Can I enter a related exercise if it feels close?

No. Related lifts are useful for context and comparison, but they are not entries for this calculator. Back Squat, Front Squat, Belt Squat, Goblet Squat, Cable Pull Through, Cable Deadlift, Cable Reverse Lunge, partial cable squats, hand-assisted reps change the strength demand enough to distort the ratio. Use the matching calculator for the movement you actually performed, then compare tiers only after both results use valid reps.

Do multi-rep sets work for this standard?

Yes, as long as every counted rep follows the same rule. The calculator estimates 1RM from the entered reps, then divides by bodyweight. Lower-rep sets usually give a cleaner estimate than long sets where range, path, or control changes under fatigue.

Should I use pounds or kilograms?

Either unit works. Enter bodyweight and working weight in the same unit family shown by the calculator. The tier is based on a ratio, so a correct kilogram entry and a correct pound entry produce the same classification.

Why is my Cable Squat lower than a related lift?

That is often normal. This calculator includes constraints that nearby lifts may not share, such as range, support, path, grip, depth, or finish control. A lower ratio can reveal the exact quality the accepted rep is meant to train. Compare the gap with the standards table before changing the exercise, because the difference may be a valid weakness rather than a bad score.

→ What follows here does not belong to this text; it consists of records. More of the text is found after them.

//! 端到端测试：分级配额与每日上限
//!
//! 测试场景：
//! 1. 每日上限耗尽后拒绝，重试时间指向 UTC 零点
//! 2. 跨日后计数清零
//! 3. 令牌桶拒绝的请求不计入每日用量
//! 4. 未登记的凭证使用默认等级

use crate::common::*;
use ratewarden::{
    DenyReason, MemoryCredentialRegistry, TierDefinition, TieredQuotaConfig, TieredQuotaManager,
    WardenError,
};
use std::collections::BTreeMap;
use std::sync::Arc;
use std::time::Duration;

fn manager(clock: &ratewarden::ManualClock) -> TieredQuotaManager {
    let mut tiers = BTreeMap::new();
    tiers.insert(
        "trial".to_string(),
        TierDefinition::new(100, 100.0, Duration::from_secs(3600), Some(5)),
    );
    tiers.insert(
        "tiny".to_string(),
        TierDefinition::new(2, 2.0, Duration::from_secs(3600), Some(10)),
    );
    tiers.insert("enterprise".to_string(), TierDefinition::enterprise());

    TieredQuotaManager::new(
        TieredQuotaConfig {
            tiers,
            default_tier: "trial".to_string(),
        },
        Arc::new(MemoryCredentialRegistry::new()),
        shared(clock),
    )
    .unwrap()
}

#[tokio::test]
async fn test_daily_limit_rolls_over_at_midnight() {
    let clock = manual_clock();
    clock.set(at(2026, 3, 1, 23, 59, 0));
    let manager = manager(&clock);
    manager.register_api_key("sk_trial", "trial").await.unwrap();

    for used in 1..=5 {
        let result = manager.check_limit("sk_trial").await;
        assert!(result.decision.allowed);
        assert_eq!(result.tier, "trial");
        assert_eq!(result.daily_used, used);
        assert_eq!(result.daily_remaining, Some(5 - used));
    }

    let denied = manager.check_limit("sk_trial").await;
    assert!(!denied.decision.allowed);
    assert_eq!(denied.decision.reason, Some(DenyReason::DailyLimitExceeded));
    assert_eq!(denied.decision.retry_after, Some(Duration::from_secs(60)));
    assert_eq!(denied.daily_used, 5);
    assert_eq!(denied.daily_remaining, Some(0));

    // 拒绝不改变用量
    assert_eq!(manager.usage("sk_trial").await.used_today, 5);

    clock.advance(Duration::from_secs(61));
    let next_day = manager.check_limit("sk_trial").await;
    assert!(next_day.decision.allowed);
    assert_eq!(next_day.daily_used, 1);

    let usage = manager.usage("sk_trial").await;
    assert_eq!(usage.date, at(2026, 3, 2, 0, 0, 0).date_naive());
    assert_eq!(usage.remaining_today, Some(4));
    assert_eq!(manager.purge_stale_usage(), 1);
}

#[tokio::test]
async fn test_bucket_denial_does_not_count_toward_daily() {
    let clock = manual_clock();
    let manager = manager(&clock);
    manager.register_api_key("sk_tiny", "tiny").await.unwrap();

    assert!(manager.check_limit("sk_tiny").await.decision.allowed);
    assert!(manager.check_limit("sk_tiny").await.decision.allowed);

    let denied = manager.check_limit("sk_tiny").await;
    assert!(!denied.decision.allowed);
    assert_eq!(denied.decision.reason, Some(DenyReason::RateLimited));
    assert_eq!(denied.daily_used, 2);
    assert_eq!(manager.usage("sk_tiny").await.used_today, 2);

    // 一小时后令牌补满
    clock.advance(Duration::from_secs(3600));
    assert!(manager.check_limit("sk_tiny").await.decision.allowed);
    assert_eq!(manager.usage("sk_tiny").await.used_today, 3);
}

#[tokio::test]
async fn test_unlimited_tier_and_default_fallback() {
    let clock = manual_clock();
    let manager = manager(&clock);
    let key_hash = manager
        .register_api_key("sk_big", "enterprise")
        .await
        .unwrap();
    assert_eq!(key_hash.len(), 64);
    assert!(!key_hash.contains("sk_big"));

    let result = manager.check_limit("sk_big").await;
    assert!(result.decision.allowed);
    assert_eq!(result.daily_limit, None);
    assert_eq!(result.daily_remaining, None);
    assert_eq!(result.daily_used, 1);
    assert_eq!(result.decision.limit, 100_000);

    // 未登记的凭证回落到默认等级
    let anonymous = manager.check_limit("sk_unknown").await;
    assert_eq!(anonymous.tier, "trial");
    assert_eq!(anonymous.daily_limit, Some(5));
    assert_eq!(manager.tier_of("sk_unknown").await, "trial");
}

#[tokio::test]
async fn test_registration_errors() {
    let clock = manual_clock();
    let manager = manager(&clock);

    assert!(matches!(
        manager.register_api_key("sk_x", "platinum").await,
        Err(WardenError::InvalidTier(tier)) if tier == "platinum"
    ));
    assert!(matches!(
        manager.register_api_key("", "trial").await,
        Err(WardenError::ValidationError(_))
    ));
    assert!(matches!(
        manager.register_api_key(&"k".repeat(513), "trial").await,
        Err(WardenError::ValidationError(_))
    ));
    assert_eq!(manager.registered_keys().await, 0);

    // 重新登记覆盖等级
    manager.register_api_key("sk_x", "tiny").await.unwrap();
    manager.register_api_key("sk_x", "enterprise").await.unwrap();
    assert_eq!(manager.tier_of("sk_x").await, "enterprise");
    assert_eq!(manager.registered_keys().await, 1);
}
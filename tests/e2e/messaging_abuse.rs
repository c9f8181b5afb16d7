//! 端到端测试：消息通道滥用防护
//!
//! 测试场景：
//! 1. 单客户端连接数超限后被封禁并断开所有连接
//! 2. 全局连接数上限
//! 3. 消息洪泛触发可疑模式封禁，封禁到期后恢复

use crate::common::*;
use ratewarden::{ConnectionDecision, DenyReason, MessagingGuard, MessagingGuardConfig};
use std::time::Duration;

fn guard_config() -> MessagingGuardConfig {
    MessagingGuardConfig {
        message_rate_limit: 5,
        global_connection_limit: 3,
        per_client_connection_limit: 2,
        ban_duration: Duration::from_secs(60),
        pattern_window: Duration::from_secs(60),
        pattern_min_samples: 3,
        suspicious_multiplier: 2,
        ..MessagingGuardConfig::default()
    }
}

#[test]
fn test_too_many_connections_bans_client() {
    let clock = manual_clock();
    let guard = MessagingGuard::new(guard_config(), shared(&clock)).unwrap();

    assert_eq!(
        guard.check_connection_limit("bot", "c1"),
        ConnectionDecision::Accepted {
            client_connections: 1
        }
    );
    // 同一连接重复登记不重复计数
    assert_eq!(
        guard.check_connection_limit("bot", "c1"),
        ConnectionDecision::Accepted {
            client_connections: 1
        }
    );
    assert!(guard.check_connection_limit("bot", "c2").is_allowed());
    assert_eq!(guard.stats().open_connections, 2);

    assert_eq!(
        guard.check_connection_limit("bot", "c3"),
        ConnectionDecision::Rejected {
            reason: DenyReason::TooManyConnections
        }
    );

    let ban = guard.is_banned("bot").expect("client should be banned");
    assert_eq!(ban.reason, "too many connections");
    let stats = guard.stats();
    assert_eq!(stats.open_connections, 0);
    assert_eq!(stats.connected_clients, 0);
    assert_eq!(stats.banned_clients, 1);

    // 封禁期间任何连接都被拒绝
    assert!(matches!(
        guard.check_connection_limit("bot", "c4"),
        ConnectionDecision::Rejected {
            reason: DenyReason::Banned(_)
        }
    ));

    clock.advance(Duration::from_secs(60));
    assert!(guard.check_connection_limit("bot", "c5").is_allowed());
}

#[test]
fn test_global_connection_limit() {
    let clock = manual_clock();
    let guard = MessagingGuard::new(guard_config(), shared(&clock)).unwrap();

    let (first, decision) = guard.open_connection("a");
    assert!(decision.is_allowed());
    assert!(guard.open_connection("b").1.is_allowed());
    assert!(guard.open_connection("c").1.is_allowed());

    assert_eq!(
        guard.open_connection("d").1,
        ConnectionDecision::Rejected {
            reason: DenyReason::ConnectionLimitReached
        }
    );
    // 全局上限不会封禁客户端
    assert!(guard.is_banned("d").is_none());

    assert!(guard.remove_connection("a", &first));
    assert!(!guard.remove_connection("a", &first));
    assert!(guard.open_connection("d").1.is_allowed());
}

#[tokio::test]
async fn test_message_flood_triggers_pattern_ban() {
    init_test_logging();
    let clock = manual_clock();
    let guard = MessagingGuard::new(guard_config(), shared(&clock)).unwrap();

    // 令牌桶放行前 5 条
    for _ in 0..5 {
        assert!(guard.check_message_rate("flooder").await.allowed);
    }
    // 第 6-10 条被限流，但仍计入流量
    for _ in 0..5 {
        let decision = guard.check_message_rate("flooder").await;
        assert!(!decision.allowed);
        assert!(!decision.blocked);
        assert_eq!(decision.reason, Some(DenyReason::RateLimited));
    }

    // 第 11 条超过 2 × 5 的阈值
    let banned = guard.check_message_rate("flooder").await;
    assert!(!banned.allowed);
    assert!(banned.blocked);
    assert_eq!(banned.reason, Some(DenyReason::SuspiciousPattern));
    assert_eq!(banned.retry_after, Some(Duration::from_secs(60)));

    let record = guard.is_banned("flooder").expect("flooder should be banned");
    assert!(record.reason.starts_with("suspicious pattern: 11 msgs"));

    let blocked = guard.check_message_rate("flooder").await;
    assert!(blocked.blocked);
    assert!(matches!(blocked.reason, Some(DenyReason::Banned(_))));

    // 其他客户端不受影响
    assert!(guard.check_message_rate("polite").await.allowed);

    clock.advance(Duration::from_secs(60));
    let report = guard.sweep();
    assert_eq!(report.expired_bans, 1);
    assert!(guard.is_banned("flooder").is_none());
    assert!(guard.check_message_rate("flooder").await.allowed);
}

#[tokio::test]
async fn test_sweep_drops_stale_logs() {
    let clock = manual_clock();
    let config = MessagingGuardConfig {
        stale_log_age: Duration::from_secs(300),
        ..guard_config()
    };
    let guard = MessagingGuard::new(config, shared(&clock)).unwrap();

    guard.check_message_rate("a").await;
    guard.check_message_rate("b").await;
    assert_eq!(guard.stats().tracked_clients, 2);

    clock.advance(Duration::from_secs(200));
    guard.check_message_rate("b").await;

    clock.advance(Duration::from_secs(100));
    let report = guard.sweep();
    assert_eq!(report.trimmed_entries, 2);
    assert_eq!(report.dropped_logs, 1);
    assert_eq!(guard.stats().tracked_clients, 1);
}
//! 分级配额管理
//!
//! 按 API Key 所属等级限流：每个等级共享一个令牌桶限流器（按凭证分键），
//! 外加按 UTC 自然日计算的每日配额。凭证只以 SHA-256 哈希形式保存。
//!
//! 检查顺序：
//! 1. 每日计数已达上限时直接拒绝，不消耗令牌；
//! 2. 预占一次每日计数，再检查令牌桶；
//! 3. 令牌桶拒绝时回滚预占。
//!
//! 预占在 `DashMap` 的条目锁内完成，并发调用不会超出每日上限。

use async_trait::async_trait;
use chrono::{DateTime, NaiveDate, TimeZone, Utc};
use dashmap::DashMap;
use serde::{Deserialize, Serialize};
use std::collections::{BTreeMap, HashMap};
use std::sync::Arc;
use std::time::Duration;
use tracing::{debug, info, warn};

use crate::clock::Clock;
use crate::config::duration_format;
use crate::constants::{DEFAULT_TIER, MAX_API_KEY_LENGTH, TIER_REFILL_PERIOD_SECS};
use crate::decision::{Decision, DenyReason};
use crate::error::WardenError;
use crate::key::{hash_credential, KeyType};
use crate::limiters::TokenBucketStrategy;
use crate::rate_limiter::RateLimiter;

/// 等级定义
#[derive(Debug, Clone, PartialEq, Serialize, Deserialize)]
pub struct TierDefinition {
    /// 令牌桶容量
    pub capacity: u64,
    /// 每个周期补充的令牌数
    pub refill_rate: f64,
    /// 补充周期
    #[serde(with = "duration_format")]
    pub refill_period: Duration,
    /// 每日上限，`None` 表示不限
    #[serde(default)]
    pub daily_limit: Option<u64>,
}

impl TierDefinition {
    pub fn new(
        capacity: u64,
        refill_rate: f64,
        refill_period: Duration,
        daily_limit: Option<u64>,
    ) -> Self {
        Self {
            capacity,
            refill_rate,
            refill_period,
            daily_limit,
        }
    }

    /// 每小时补满的等级
    fn hourly(capacity: u64, daily_limit: Option<u64>) -> Self {
        Self::new(
            capacity,
            capacity as f64,
            Duration::from_secs(TIER_REFILL_PERIOD_SECS),
            daily_limit,
        )
    }

    /// 100 次/小时，1 000 次/天
    pub fn free() -> Self {
        Self::hourly(100, Some(1_000))
    }

    /// 1 000 次/小时，10 000 次/天
    pub fn basic() -> Self {
        Self::hourly(1_000, Some(10_000))
    }

    /// 10 000 次/小时，100 000 次/天
    pub fn premium() -> Self {
        Self::hourly(10_000, Some(100_000))
    }

    /// 100 000 次/小时，不限每日
    pub fn enterprise() -> Self {
        Self::hourly(100_000, None)
    }

    /// 验证参数
    pub fn validate(&self) -> Result<(), WardenError> {
        if self.capacity == 0 {
            return Err(WardenError::ConfigError("等级容量不能为0".to_string()));
        }
        if !self.refill_rate.is_finite() || self.refill_rate <= 0.0 {
            return Err(WardenError::ConfigError(format!(
                "等级补充速率必须为正数: {}",
                self.refill_rate
            )));
        }
        if self.refill_period.is_zero() {
            return Err(WardenError::ConfigError("等级补充周期不能为0".to_string()));
        }
        if self.daily_limit == Some(0) {
            return Err(WardenError::ConfigError(
                "每日上限不能为0，不限请留空".to_string(),
            ));
        }
        Ok(())
    }
}

/// 分级配额配置
#[derive(Debug, Clone, PartialEq, Serialize, Deserialize)]
pub struct TieredQuotaConfig {
    /// 等级名 → 定义
    pub tiers: BTreeMap<String, TierDefinition>,
    /// 未注册凭证使用的等级
    #[serde(default = "default_tier_name")]
    pub default_tier: String,
}

fn default_tier_name() -> String {
    DEFAULT_TIER.to_string()
}

impl Default for TieredQuotaConfig {
    fn default() -> Self {
        let mut tiers = BTreeMap::new();
        tiers.insert("free".to_string(), TierDefinition::free());
        tiers.insert("basic".to_string(), TierDefinition::basic());
        tiers.insert("premium".to_string(), TierDefinition::premium());
        tiers.insert("enterprise".to_string(), TierDefinition::enterprise());
        Self {
            tiers,
            default_tier: default_tier_name(),
        }
    }
}

impl TieredQuotaConfig {
    pub fn validate(&self) -> Result<(), WardenError> {
        if self.tiers.is_empty() {
            return Err(WardenError::ConfigError("至少需要一个等级".to_string()));
        }
        if !self.tiers.contains_key(&self.default_tier) {
            return Err(WardenError::ConfigError(format!(
                "默认等级不存在: {}",
                self.default_tier
            )));
        }
        for (name, tier) in &self.tiers {
            if name.trim().is_empty() {
                return Err(WardenError::ConfigError("等级名不能为空".to_string()));
            }
            tier.validate()
                .map_err(|e| WardenError::ConfigError(format!("等级 {}: {}", name, e)))?;
        }
        Ok(())
    }
}

/// 凭证登记表
///
/// 只保存凭证哈希到等级名的映射。
#[async_trait]
pub trait CredentialRegistry: Send + Sync {
    /// 查询凭证哈希对应的等级
    async fn tier_for(&self, key_hash: &str) -> Option<String>;

    /// 登记（或覆盖）凭证哈希的等级
    async fn register(&self, key_hash: &str, tier: &str);

    /// 已登记的凭证数量
    async fn len(&self) -> usize;
}

/// 进程内凭证登记表
#[derive(Debug, Default)]
pub struct MemoryCredentialRegistry {
    entries: DashMap<String, String>,
}

impl MemoryCredentialRegistry {
    pub fn new() -> Self {
        Self::default()
    }
}

#[async_trait]
impl CredentialRegistry for MemoryCredentialRegistry {
    async fn tier_for(&self, key_hash: &str) -> Option<String> {
        self.entries.get(key_hash).map(|tier| tier.clone())
    }

    async fn register(&self, key_hash: &str, tier: &str) {
        self.entries.insert(key_hash.to_string(), tier.to_string());
    }

    async fn len(&self) -> usize {
        self.entries.len()
    }
}

/// 配额检查结果
#[derive(Debug, Clone, PartialEq, Serialize)]
pub struct QuotaDecision {
    pub decision: Decision,
    /// 生效的等级
    pub tier: String,
    pub daily_limit: Option<u64>,
    /// 本次检查后的当日用量
    pub daily_used: u64,
    /// 当日剩余，不限时为 `None`
    pub daily_remaining: Option<u64>,
}

/// 凭证用量报告
#[derive(Debug, Clone, PartialEq, Serialize)]
pub struct UsageReport {
    pub tier: String,
    pub date: NaiveDate,
    pub daily_limit: Option<u64>,
    pub used_today: u64,
    pub remaining_today: Option<u64>,
}

/// 分级配额管理器
pub struct TieredQuotaManager {
    tiers: HashMap<String, TierDefinition>,
    /// 每个等级一个限流器，由该等级的所有凭证共享
    limiters: HashMap<String, RateLimiter>,
    default_tier: String,
    registry: Arc<dyn CredentialRegistry>,
    /// (日期, 凭证哈希) → 当日用量
    daily_usage: DashMap<(NaiveDate, String), u64>,
    clock: Arc<dyn Clock>,
}

impl TieredQuotaManager {
    /// 创建配额管理器
    ///
    /// # 返回
    /// - `Err(WardenError::ConfigError)`: 等级定义无效
    pub fn new(
        config: TieredQuotaConfig,
        registry: Arc<dyn CredentialRegistry>,
        clock: Arc<dyn Clock>,
    ) -> Result<Self, WardenError> {
        config.validate()?;

        let mut limiters = HashMap::with_capacity(config.tiers.len());
        for (name, tier) in &config.tiers {
            let bucket = TokenBucketStrategy::new(
                tier.capacity,
                tier.refill_rate,
                tier.refill_period,
                clock.clone(),
            )?;
            limiters.insert(name.clone(), RateLimiter::with_clock(bucket, clock.clone()));
        }

        info!(
            tiers = config.tiers.len(),
            default_tier = %config.default_tier,
            "分级配额管理器已创建"
        );

        Ok(Self {
            tiers: config.tiers.into_iter().collect(),
            limiters,
            default_tier: config.default_tier,
            registry,
            daily_usage: DashMap::new(),
            clock,
        })
    }

    /// 登记 API Key
    ///
    /// # 返回
    /// 凭证的 SHA-256 哈希；原始凭证不会被保存。
    pub async fn register_api_key(&self, api_key: &str, tier: &str) -> Result<String, WardenError> {
        if api_key.is_empty() {
            return Err(WardenError::ValidationError("API Key不能为空".to_string()));
        }
        if api_key.len() > MAX_API_KEY_LENGTH {
            return Err(WardenError::ValidationError(format!(
                "API Key长度超过限制（最大 {} 字符）",
                MAX_API_KEY_LENGTH
            )));
        }
        if !self.tiers.contains_key(tier) {
            return Err(WardenError::InvalidTier(tier.to_string()));
        }

        let key_hash = hash_credential(api_key);
        self.registry.register(&key_hash, tier).await;
        info!(tier, key_prefix = &key_hash[..8], "已登记API Key");
        Ok(key_hash)
    }

    /// 检查 API Key 的配额
    pub async fn check_limit(&self, api_key: &str) -> QuotaDecision {
        let key_hash = hash_credential(api_key);
        let (tier_name, tier) = self.resolve_tier(&key_hash).await;
        let now = self.clock.now();
        let today = now.date_naive();
        let usage_key = (today, key_hash.clone());

        let Some(limiter) = self.limiters.get(&tier_name) else {
            // new() 为每个等级都建立了限流器
            warn!(tier = %tier_name, "等级缺少限流器");
            return QuotaDecision {
                decision: Decision::denied(tier.capacity, None, now, DenyReason::RateLimited),
                tier: tier_name,
                daily_limit: tier.daily_limit,
                daily_used: 0,
                daily_remaining: tier.daily_limit,
            };
        };

        // 预占每日计数
        if let Some(daily_limit) = tier.daily_limit {
            let mut used = self.daily_usage.entry(usage_key.clone()).or_insert(0);
            if *used >= daily_limit {
                let used_today = *used;
                drop(used);
                debug!(tier = %tier_name, used_today, "已达每日上限");
                let until_midnight = (next_midnight(now) - now).to_std().unwrap_or(Duration::ZERO);
                return QuotaDecision {
                    decision: Decision::denied(
                        tier.capacity,
                        Some(until_midnight),
                        now,
                        DenyReason::DailyLimitExceeded,
                    ),
                    tier: tier_name,
                    daily_limit: Some(daily_limit),
                    daily_used: used_today,
                    daily_remaining: Some(0),
                };
            }
            *used += 1;
        }

        let decision = limiter.check_rate_limit(&key_hash, &KeyType::ApiKey).await;

        let daily_used = if decision.allowed {
            match tier.daily_limit {
                Some(_) => self.used_on(&usage_key),
                None => {
                    let mut used = self.daily_usage.entry(usage_key.clone()).or_insert(0);
                    *used += 1;
                    *used
                }
            }
        } else {
            // 令牌桶拒绝，回滚预占
            if tier.daily_limit.is_some() {
                if let Some(mut used) = self.daily_usage.get_mut(&usage_key) {
                    *used = used.saturating_sub(1);
                }
            }
            self.used_on(&usage_key)
        };

        QuotaDecision {
            decision,
            tier: tier_name,
            daily_limit: tier.daily_limit,
            daily_used,
            daily_remaining: tier
                .daily_limit
                .map(|limit| limit.saturating_sub(daily_used)),
        }
    }

    /// 查询 API Key 当日用量
    pub async fn usage(&self, api_key: &str) -> UsageReport {
        let key_hash = hash_credential(api_key);
        let (tier_name, tier) = self.resolve_tier(&key_hash).await;
        let today = self.clock.now().date_naive();
        let used_today = self.used_on(&(today, key_hash));

        UsageReport {
            tier: tier_name,
            date: today,
            daily_limit: tier.daily_limit,
            used_today,
            remaining_today: tier.daily_limit.map(|limit| limit.saturating_sub(used_today)),
        }
    }

    /// API Key 的生效等级
    pub async fn tier_of(&self, api_key: &str) -> String {
        self.resolve_tier(&hash_credential(api_key)).await.0
    }

    /// 删除今天以前的用量计数
    pub fn purge_stale_usage(&self) -> usize {
        let today = self.clock.now().date_naive();
        let before = self.daily_usage.len();
        self.daily_usage.retain(|(date, _), _| *date >= today);
        let purged = before.saturating_sub(self.daily_usage.len());
        if purged > 0 {
            debug!(purged, "已清理过期的每日计数");
        }
        purged
    }

    /// 所有等级名
    pub fn tier_names(&self) -> Vec<String> {
        let mut names: Vec<String> = self.tiers.keys().cloned().collect();
        names.sort();
        names
    }

    pub fn default_tier(&self) -> &str {
        &self.default_tier
    }

    /// 等级使用的限流器
    pub fn limiter_for(&self, tier: &str) -> Option<&RateLimiter> {
        self.limiters.get(tier)
    }

    /// 已登记的凭证数量
    pub async fn registered_keys(&self) -> usize {
        self.registry.len().await
    }

    fn used_on(&self, usage_key: &(NaiveDate, String)) -> u64 {
        self.daily_usage.get(usage_key).map(|used| *used).unwrap_or(0)
    }

    /// 查找等级，未登记或等级已不存在时回落到默认等级
    async fn resolve_tier(&self, key_hash: &str) -> (String, TierDefinition) {
        if let Some(name) = self.registry.tier_for(key_hash).await {
            if let Some(tier) = self.tiers.get(&name) {
                return (name, tier.clone());
            }
            debug!(tier = %name, "登记的等级已不存在，使用默认等级");
        }

        let tier = self
            .tiers
            .get(&self.default_tier)
            .cloned()
            .unwrap_or_else(TierDefinition::free);
        (self.default_tier.clone(), tier)
    }
}

/// 下一个 UTC 零点
fn next_midnight(now: DateTime<Utc>) -> DateTime<Utc> {
    now.date_naive()
        .succ_opt()
        .and_then(|tomorrow| tomorrow.and_hms_opt(0, 0, 0))
        .map(|midnight| Utc.from_utc_datetime(&midnight))
        .unwrap_or_else(|| now + chrono::Duration::days(1))
}

// ============================================================================
// 单元测试
// ============================================================================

When should I reject a result?

Reject the result when the setup changes, assistance appears, range shortens, control disappears, or the rep becomes Back Squat, Front Squat, Belt Squat, Goblet Squat, Cable Pull Through, Cable Deadlift, Cable Reverse Lunge, partial cable squats, hand-assisted reps. The calculator is most useful when it reflects the strict version of the exercise, not the heaviest neighboring movement.

How often should I retest?

Retest every four to eight weeks for most training blocks, or after a clear technical improvement. Testing too often can reward short-term risk more than durable strength. Use practice sets between tests to make the accepted rep more automatic.